La gauche, elle, s’inquiète surtout de la répartition de la richesse. Elle répète à tout venant qu’au Québec les pauvres s’appauvrissent et les riches s’enrichissent. Pourtant, cette perception est fausse. De 1976 à 2009, ajusté pour tenir compte de la taille des ménages, le revenu réel après impôts et transferts des 20 % les plus pauvres des Québécois et celui des 20 % les plus riches ont augmenté tous les deux de 28 %, soit exactement dans la même proportion. En 2009 comme en 1976, nos plus riches ont disposé de 4,7 fois plus de revenus que nos plus pauvres. Pendant ce temps, aux États-Unis, l’inégalité du revenu a explosé. Le revenu des plus riches y est maintenant 10,4 fois plus élevé que celui des plus pauvres. Nos riches sont riches, mais pas scandaleusement comme aux États-Unis.
La pauvreté a par ailleurs connu une baisse généralisée au Québec depuis 30 ans. C’est particulièrement vrai des familles monoparentales. De 1996 à 2009, le pourcentage de ces familles qui sont pauvres (revenu inférieur à la moitié de la médiane) est passé de 32 % à 19 %. Le pouvoir d’achat réel des familles monoparentales a bondi de 63 %. Il est maintenant 20 % plus élevé qu’en Ontario. Ce succès spectaculaire est en bonne partie attribuable à l’efficacité redoutable de la politique familiale du Québec: assurance médicaments, congés parentaux, garderies pas chères, prime au travail, équité salariale, soutien aux enfants et salaire minimum établi à 45 % du salaire moyen.

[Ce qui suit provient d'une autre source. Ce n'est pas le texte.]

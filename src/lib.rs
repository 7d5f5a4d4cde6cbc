//! Outfitter
//!
//! Addon management core for a game launcher: tracks installed add-ons
//! (plugins, skins, music packages), ingests remote catalog metadata,
//! resolves inter-addon dependencies, and performs atomic install, update,
//! and remove operations.
//!
//! # Architecture
//!
//! - **descriptor**: compendium document parsing into a validated model
//! - **registry**: the installed set and the available index
//! - **resolver**: request -> ordered operation plan
//! - **engine**: plan execution with staged, atomic commits
//! - **scripts**: startup-hook bookkeeping for the launch collaborator
//! - **fetch**: catalog and payload transport on a background thread
//!
//! # Usage
//!
//! ```no_run
//! use outfitter::{AddonRegistry, SharedRegistry, InstallEngine};
//! use outfitter::{resolve, Request, CancelToken, HttpPayloadSource};
//! # let scan_root = std::path::PathBuf::from("/tmp/addons");
//! # let identity = outfitter::AddonIdentity::new(
//! #     outfitter::Category::Plugin, "Author", "TitanBar");
//!
//! let mut registry = AddonRegistry::new();
//! registry.load_installed(&scan_root);
//! let shared = SharedRegistry::new(registry);
//!
//! let plan = resolve(
//!     &Request::Install { identity, version: None },
//!     &shared.snapshot(),
//! ).expect("resolution failed");
//!
//! let engine = InstallEngine::new(shared, scan_root);
//! let report = engine.execute(&plan, &HttpPayloadSource::new(), &CancelToken::new());
//! println!("{report}");
//! ```

// Clippy configuration - allow common patterns
#![allow(clippy::uninlined_format_args)]
#![allow(clippy::match_same_arms)]
#![allow(clippy::module_name_repetitions)]
#![allow(clippy::must_use_candidate)]
#![allow(clippy::missing_errors_doc)]
#![allow(clippy::missing_panics_doc)]
#![allow(clippy::doc_markdown)]

pub mod config;
pub mod descriptor;
pub mod engine;
pub mod fetch;
pub mod logging;
pub mod registry;
pub mod resolver;
pub mod scripts;

// Re-export main types
pub use config::AddonSettings;
pub use descriptor::{
    AddonDescriptor, AddonIdentity, Category, DependencyRef, DescriptorError, Provenance, Version,
    parse_descriptor,
};
pub use engine::{
    CancelToken, EngineError, ExecutionReport, InstallEngine, OpStatus, PayloadSource,
};
pub use fetch::{BackgroundFetcher, CatalogFeed, FetchResult, HttpCatalogFeed, HttpPayloadSource};
pub use registry::{AddonRegistry, InstalledAddon, SharedRegistry};
pub use resolver::{OpKind, Operation, OperationPlan, Request, ResolveError, resolve};
pub use scripts::{ScriptHandle, hooks_for};

use thiserror::Error;

/// Top-level error for callers that funnel every subsystem failure into
/// one channel (the launcher UI does).
#[derive(Debug, Error)]
pub enum OutfitterError {
    /// A descriptor failed to parse or validate.
    #[error(transparent)]
    MalformedDescriptor(#[from] DescriptorError),
    /// Dependency resolution failed; nothing was mutated.
    #[error(transparent)]
    Resolution(#[from] ResolveError),
    /// A plan operation failed at commit time.
    #[error(transparent)]
    Execution(#[from] EngineError),
    /// The remote catalog could not be fetched.
    #[error(transparent)]
    Catalog(#[from] fetch::FetchError),
}
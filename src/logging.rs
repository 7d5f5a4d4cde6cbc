//! File-based logging for the addon subsystem.
//!
//! Logs land in ~/.outfitter/logs/ with timestamped file names; old files
//! are cleaned up on startup based on a retention window.

use std::fs::{self, File};
use std::io;
use std::path::PathBuf;
use std::time::{Duration, SystemTime};

use tracing_subscriber::fmt::writer::MakeWriterExt;
use tracing_subscriber::layer::SubscriberExt;
use tracing_subscriber::util::SubscriberInitExt;
use tracing_subscriber::{EnvFilter, fmt};

use crate::config;

/// Default log retention in hours.
pub const DEFAULT_LOG_RETENTION_HOURS: u32 = 24;

/// Default log level.
pub const DEFAULT_LOG_LEVEL: &str = "info";

/// Logging configuration.
#[derive(Debug, Clone)]
pub struct LogConfig {
    /// Log retention period in hours.
    pub retention_hours: u32,
    /// Log level (trace, debug, info, warn, error).
    pub level: String,
    /// Whether logging is enabled.
    pub enabled: bool,
}

impl Default for LogConfig {
    fn default() -> Self {
        Self {
            retention_hours: DEFAULT_LOG_RETENTION_HOURS,
            level: DEFAULT_LOG_LEVEL.to_string(),
            enabled: true,
        }
    }
}

/// Returns the log directory path (~/.outfitter/logs/).
#[must_use]
pub fn log_directory() -> PathBuf {
    config::outfitter_dir()
        .unwrap_or_else(|| PathBuf::from("."))
        .join("logs")
}

/// Returns the current log file path.
#[must_use]
pub fn current_log_path() -> PathBuf {
    let now = chrono::Local::now();
    let filename = format!("outfitter_{}.log", now.format("%Y-%m-%d_%H-%M-%S"));
    log_directory().join(filename)
}

/// Cleans up log files older than the retention period.
pub fn cleanup_old_logs(retention_hours: u32) -> io::Result<u32> {
    let log_dir = log_directory();

    if !log_dir.exists() {
        return Ok(0);
    }

    let retention_duration = Duration::from_secs(u64::from(retention_hours) * 3600);
    let now = SystemTime::now();
    let mut deleted_count = 0;

    for entry in fs::read_dir(&log_dir)? {
        let entry = entry?;
        let path = entry.path();

        if path.extension().and_then(|e| e.to_str()) != Some("log") {
            continue;
        }

        if let Ok(metadata) = entry.metadata() {
            if let Ok(modified) = metadata.modified() {
                if let Ok(age) = now.duration_since(modified) {
                    if age > retention_duration && fs::remove_file(&path).is_ok() {
                        deleted_count += 1;
                    }
                }
            }
        }
    }

    Ok(deleted_count)
}

/// Initializes file logging and prunes old log files.
pub fn init(config: &LogConfig) -> io::Result<()> {
    if !config.enabled || config.level == "off" {
        return Ok(());
    }

    let log_dir = log_directory();
    fs::create_dir_all(&log_dir)?;

    let deleted = cleanup_old_logs(config.retention_hours)?;

    let log_path = current_log_path();
    let log_file = File::create(&log_path)?;

    let filter =
        EnvFilter::try_from_default_env().unwrap_or_else(|_| EnvFilter::new(&config.level));

    let file_layer = fmt::layer()
        .with_writer(log_file.with_max_level(tracing::Level::TRACE))
        .with_ansi(false)
        .with_target(true)
        .with_thread_ids(false)
        .with_line_number(false);

    tracing_subscriber::registry()
        .with(filter)
        .with(file_layer)
        .init();

    tracing::info!("Outfitter logging initialized");
    tracing::info!("Log file: {}", log_path.display());
    tracing::info!("Log level: {}", config.level);
    if deleted > 0 {
        tracing::info!("Cleaned up {} old log file(s)", deleted);
    }

    Ok(())
}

Bien que les inégalités n’aient pas augmenté et que la pauvreté ait diminué au Québec, la gauche ne cesse de clamer le contraire. Ce discours doit changer. La pauvreté est loin d’avoir été éliminée au Québec. Il y a encore 750 000 pauvres, et c’est 750 000 de trop. Mais à force d’entendre répéter que les choses vont de mal en pis — ce qui est faux —, nos concitoyens vont en conclure que nos programmes sociaux sont inefficaces et seront tentés de retirer leur appui. C’est en démontrant, au contraire, que la politique sociale, ça marche, qu’on va les convaincre de continuer à investir pour éliminer la pauvreté qui reste.
Moins d’autodénigrement systématique et plus de rigueur dans la lecture des faits nous redonneraient ce dont nous avons aujourd’hui tellement besoin: la confiance ferme dans notre capacité de relever avec succès le double défi de la création de richesse et de la justice sociale.